• _Task directions_
What is needed is an exact transcription of every entry below.

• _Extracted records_
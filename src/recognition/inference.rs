use async_trait::async_trait;
use base64::Engine;
use base64::engine::general_purpose::STANDARD;
use serde::Deserialize;
use std::time::Duration;
use thiserror::Error;
use tracing::{debug, info, warn};

use super::ProductRecognizer;
use super::labels::{Detection, best_detection, caption_labels};
use crate::config::RecognitionConfig;
use crate::models::RecognitionResult;
use crate::utils::retry_with_backoff;

/// Why a single caption attempt did not produce an answer.
#[derive(Debug, Error)]
enum CaptionError {
    #[error("model is warming up")]
    WarmingUp,
    #[error("caption service returned status {0}")]
    Status(u16),
    #[error("caption request failed: {0}")]
    Transport(String),
}

impl From<reqwest::Error> for CaptionError {
    fn from(err: reqwest::Error) -> Self {
        CaptionError::Transport(err.to_string())
    }
}

#[derive(Debug, Deserialize)]
struct Caption {
    generated_text: String,
}

/// A reply carrying `generated_text` is a caption even when it also has an
/// `error` field.
#[derive(Debug, Deserialize)]
#[serde(untagged)]
enum CaptionReply {
    Captions(Vec<Caption>),
    Single(Caption),
    Failure { error: String },
}

impl CaptionReply {
    fn into_caption(self) -> Option<String> {
        let text = match self {
            CaptionReply::Captions(captions) => captions.into_iter().next()?.generated_text,
            CaptionReply::Single(caption) => caption.generated_text,
            CaptionReply::Failure { error } => {
                warn!(error = %error, "Caption service answered with an error");
                return None;
            }
        };
        let text = text.trim();
        (!text.is_empty()).then(|| text.to_string())
    }
}

#[derive(Debug, Deserialize)]
#[serde(untagged)]
enum DetectionReply {
    Detections(Vec<Detection>),
    Failure { error: String },
}

/// Everything after `base64,` when the payload is a data URL.
fn strip_data_url(image_data: &str) -> &str {
    match image_data.find("base64,") {
        Some(idx) => &image_data[idx + "base64,".len()..],
        None => image_data,
    }
}

fn decode_image(image_data: &str) -> Result<Vec<u8>, base64::DecodeError> {
    let encoded: String = strip_data_url(image_data)
        .chars()
        .filter(|c| !c.is_whitespace())
        .collect();
    STANDARD.decode(encoded)
}

/// Hosted inference models: an image captioner with an object detector as
/// fallback.
pub struct InferenceRecognizer {
    http: reqwest::Client,
    config: RecognitionConfig,
}

impl InferenceRecognizer {
    pub fn new(http: reqwest::Client, config: RecognitionConfig) -> Self {
        Self { http, config }
    }

    fn post(&self, url: &str, image: &[u8]) -> reqwest::RequestBuilder {
        let request = self
            .http
            .post(url)
            .header(reqwest::header::CONTENT_TYPE, "application/octet-stream")
            .body(image.to_vec())
            .timeout(Duration::from_secs(self.config.request_timeout));

        match &self.config.api_token {
            Some(token) => request.bearer_auth(token),
            None => request,
        }
    }

    fn backoff(&self, attempt: u32, err: &CaptionError) -> Duration {
        match err {
            CaptionError::WarmingUp => Duration::from_millis(
                self.config.warmup_backoff_ms
                    + self.config.warmup_backoff_step_ms * u64::from(attempt),
            ),
            _ => Duration::from_millis(self.config.retry_backoff_ms),
        }
    }

    async fn caption_attempt(&self, image: &[u8], attempt: u32) -> Result<Option<String>, CaptionError> {
        metrics::counter!("recognition_attempts_total").increment(1);
        debug!(attempt = attempt + 1, "Requesting image caption");

        let response = self.post(&self.config.caption_url, image).send().await?;
        let status = response.status();
        if status.as_u16() == 503 {
            return Err(CaptionError::WarmingUp);
        }
        if !status.is_success() {
            return Err(CaptionError::Status(status.as_u16()));
        }

        let body = response.text().await?;
        debug!(body = %body, "Caption response");
        let reply: CaptionReply = serde_json::from_str(&body)
            .map_err(|e| CaptionError::Transport(format!("undecodable caption response: {}", e)))?;
        Ok(reply.into_caption())
    }

    async fn caption(&self, image: &[u8]) -> Option<String> {
        let result = retry_with_backoff(
            self.config.max_attempts,
            |attempt, err: &CaptionError| {
                warn!(attempt = attempt + 1, error = %err, "Caption attempt failed");
                self.backoff(attempt, err)
            },
            |attempt| self.caption_attempt(image, attempt),
        )
        .await;

        match result {
            Ok(caption) => caption,
            Err(err) => {
                warn!(error = %err, "Caption service gave up");
                None
            }
        }
    }

    async fn detect(&self, image: &[u8]) -> Option<(String, Vec<String>)> {
        metrics::counter!("recognition_attempts_total").increment(1);
        debug!("Falling back to object detection");

        let response = match self.post(&self.config.detection_url, image).send().await {
            Ok(response) => response,
            Err(e) => {
                warn!(error = %e, "Detection request failed");
                return None;
            }
        };

        let status = response.status();
        if !status.is_success() {
            warn!(status = status.as_u16(), "Detection service returned an error status");
            return None;
        }

        let reply = match response.json::<DetectionReply>().await {
            Ok(reply) => reply,
            Err(e) => {
                warn!(error = %e, "Undecodable detection response");
                return None;
            }
        };

        match reply {
            DetectionReply::Detections(detections) => best_detection(detections),
            DetectionReply::Failure { error } => {
                warn!(error = %error, "Detection service answered with an error");
                None
            }
        }
    }
}

#[async_trait]
impl ProductRecognizer for InferenceRecognizer {
    async fn identify(&self, image_data: &str) -> RecognitionResult {
        let image = match decode_image(image_data) {
            Ok(image) => image,
            Err(e) => {
                warn!(error = %e, "Image payload is not valid base64");
                metrics::counter!("recognition_failures_total").increment(1);
                return RecognitionResult::failed(format!("AI analysis failed: {}", e), e.to_string());
            }
        };
        debug!(bytes = image.len(), "Decoded image payload");

        if let Some(caption) = self.caption(&image).await {
            info!(caption = %caption, "Product identified from caption");
            let labels = caption_labels(&caption);
            return RecognitionResult::identified(caption, labels);
        }

        if let Some((name, labels)) = self.detect(&image).await {
            info!(product = %name, "Product identified from detection");
            return RecognitionResult::identified(name, labels);
        }

        warn!("No recognition model identified the product");
        metrics::counter!("recognition_failures_total").increment(1);
        RecognitionResult::not_identified()
    }
}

• _Result_
filename src/recognition/inference.rs
use async_trait::async_trait;
use base64::Engine;
use base64::engine::general_purpose::STANDARD;
use serde::Deserialize;
use std::time::Duration;
use thiserror::Error;
use tracing::{debug, info, warn};

use super::ProductRecognizer;
use super::labels::{Detection, best_detection, caption_labels};
use crate::config::RecognitionConfig;
use crate::models::RecognitionResult;
use crate::utils::retry_with_backoff;

/// Why a single caption attempt did not produce an answer.
#[derive(Debug, Error)]
enum CaptionError {
    #[error("model is warming up")]
    WarmingUp,
    #[error("caption service returned status {0}")]
    Status(u16),
    #[error("caption request failed: {0}")]
    Transport(String),
}

impl From<reqwest::Error> for CaptionError {
    fn from(err: reqwest::Error) -> Self {
        CaptionError::Transport(err.to_string())
    }
}

#[derive(Debug, Deserialize)]
struct Caption {
    generated_text: String,
}

/// A reply carrying `generated_text` is a caption even when it also has an
/// `error` field.
#[derive(Debug, Deserialize)]
#[serde(untagged)]
enum CaptionReply {
    Captions(Vec<Caption>),
    Single(Caption),
    Failure { error: String },
}

impl CaptionReply {
    fn into_caption(self) -> Option<String> {
        let text = match self {
            CaptionReply::Captions(captions) => captions.into_iter().next()?.generated_text,
            CaptionReply::Single(caption) => caption.generated_text,
            CaptionReply::Failure { error } => {
                warn!(error = %error, "Caption service answered with an error");
                return None;
            }
        };
        let text = text.trim();
        (!text.is_empty()).then(|| text.to_string())
    }
}

#[derive(Debug, Deserialize)]
#[serde(untagged)]
enum DetectionReply {
    Detections(Vec<Detection>),
    Failure { error: String },
}

/// Everything after `base64,` when the payload is a data URL.
fn strip_data_url(image_data: &str) -> &str {
    match image_data.find("base64,") {
        Some(idx) => &image_data[idx + "base64,".len()..],
        None => image_data,
    }
}

fn decode_image(image_data: &str) -> Result<Vec<u8>, base64::DecodeError> {
    let encoded: String = strip_data_url(image_data)
        .chars()
        .filter(|c| !c.is_whitespace())
        .collect();
    STANDARD.decode(encoded)
}

/// Hosted inference models: an image captioner with an object detector as
/// fallback.
pub struct InferenceRecognizer {
    http: reqwest::Client,
    config: RecognitionConfig,
}

impl InferenceRecognizer {
    pub fn new(http: reqwest::Client, config: RecognitionConfig) -> Self {
        Self { http, config }
    }

    fn post(&self, url: &str, image: &[u8]) -> reqwest::RequestBuilder {
        let request = self
            .http
            .post(url)
            .header(reqwest::header::CONTENT_TYPE, "application/octet-stream")
            .body(image.to_vec())
            .timeout(Duration::from_secs(self.config.request_timeout));

        match &self.config.api_token {
            Some(token) => request.bearer_auth(token),
            None => request,
        }
    }

    fn backoff(&self, attempt: u32, err: &CaptionError) -> Duration {
        match err {
            CaptionError::WarmingUp => Duration::from_millis(
                self.config.warmup_backoff_ms
                    + self.config.warmup_backoff_step_ms * u64::from(attempt),
            ),
            _ => Duration::from_millis(self.config.retry_backoff_ms),
        }
    }

    async fn caption_attempt(&self, image: &[u8], attempt: u32) -> Result<Option<String>, CaptionError> {
        metrics::counter!("recognition_attempts_total").increment(1);
        debug!(attempt = attempt + 1, "Requesting image caption");

        let response = self.post(&self.config.caption_url, image).send().await?;
        let status = response.status();
        if status.as_u16() == 503 {
            return Err(CaptionError::WarmingUp);
        }
        if !status.is_success() {
            return Err(CaptionError::Status(status.as_u16()));
        }

        let body = response.text().await?;
        debug!(body = %body, "Caption response");
        let reply: CaptionReply = serde_json::from_str(&body)
            .map_err(|e| CaptionError::Transport(format!("undecodable caption response: {}", e)))?;
        Ok(reply.into_caption())
    }

    async fn caption(&self, image: &[u8]) -> Option<String> {
        let result = retry_with_backoff(
            self.config.max_attempts,
            |attempt, err: &CaptionError| {
                warn!(attempt = attempt + 1, error = %err, "Caption attempt failed");
                self.backoff(attempt, err)
            },
            |attempt| self.caption_attempt(image, attempt),
        )
        .await;

        match result {
            Ok(caption) => caption,
            Err(err) => {
                warn!(error = %err, "Caption service gave up");
                None
            }
        }
    }

    async fn detect(&self, image: &[u8]) -> Option<(String, Vec<String>)> {
        metrics::counter!("recognition_attempts_total").increment(1);
        debug!("Falling back to object detection");

        let response = match self.post(&self.config.detection_url, image).send().await {
            Ok(response) => response,
            Err(e) => {
                warn!(error = %e, "Detection request failed");
                return None;
            }
        };

        let status = response.status();
        if !status.is_success() {
            warn!(status = status.as_u16(), "Detection service returned an error status");
            return None;
        }

        let reply = match response.json::<DetectionReply>().await {
            Ok(reply) => reply,
            Err(e) => {
                warn!(error = %e, "Undecodable detection response");
                return None;
            }
        };

        match reply {
            DetectionReply::Detections(detections) => best_detection(detections),
            DetectionReply::Failure { error } => {
                warn!(error = %error, "Detection service answered with an error");
                None
            }
        }
    }
}

#[async_trait]
impl ProductRecognizer for InferenceRecognizer {
    async fn identify(&self, image_data: &str) -> RecognitionResult {
        let image = match decode_image(image_data) {
            Ok(image) => image,
            Err(e) => {
                warn!(error = %e, "Image payload is not valid base64");
                metrics::counter!("recognition_failures_total").increment(1);
                return RecognitionResult::failed(format!("AI analysis failed: {}", e), e.to_string());
            }
        };
        debug!(bytes = image.len(), "Decoded image payload");

        if let Some(caption) = self.caption(&image).await {
            info!(caption = %caption, "Product identified from caption");
            let labels = caption_labels(&caption);
            return RecognitionResult::identified(caption, labels);
        }

        if let Some((name, labels)) = self.detect(&image).await {
            info!(product = %name, "Product identified from detection");
            return RecognitionResult::identified(name, labels);
        }

        warn!("No recognition model identified the product");
        metrics::counter!("recognition_failures_total").increment(1);
        RecognitionResult::not_identified()
    }
}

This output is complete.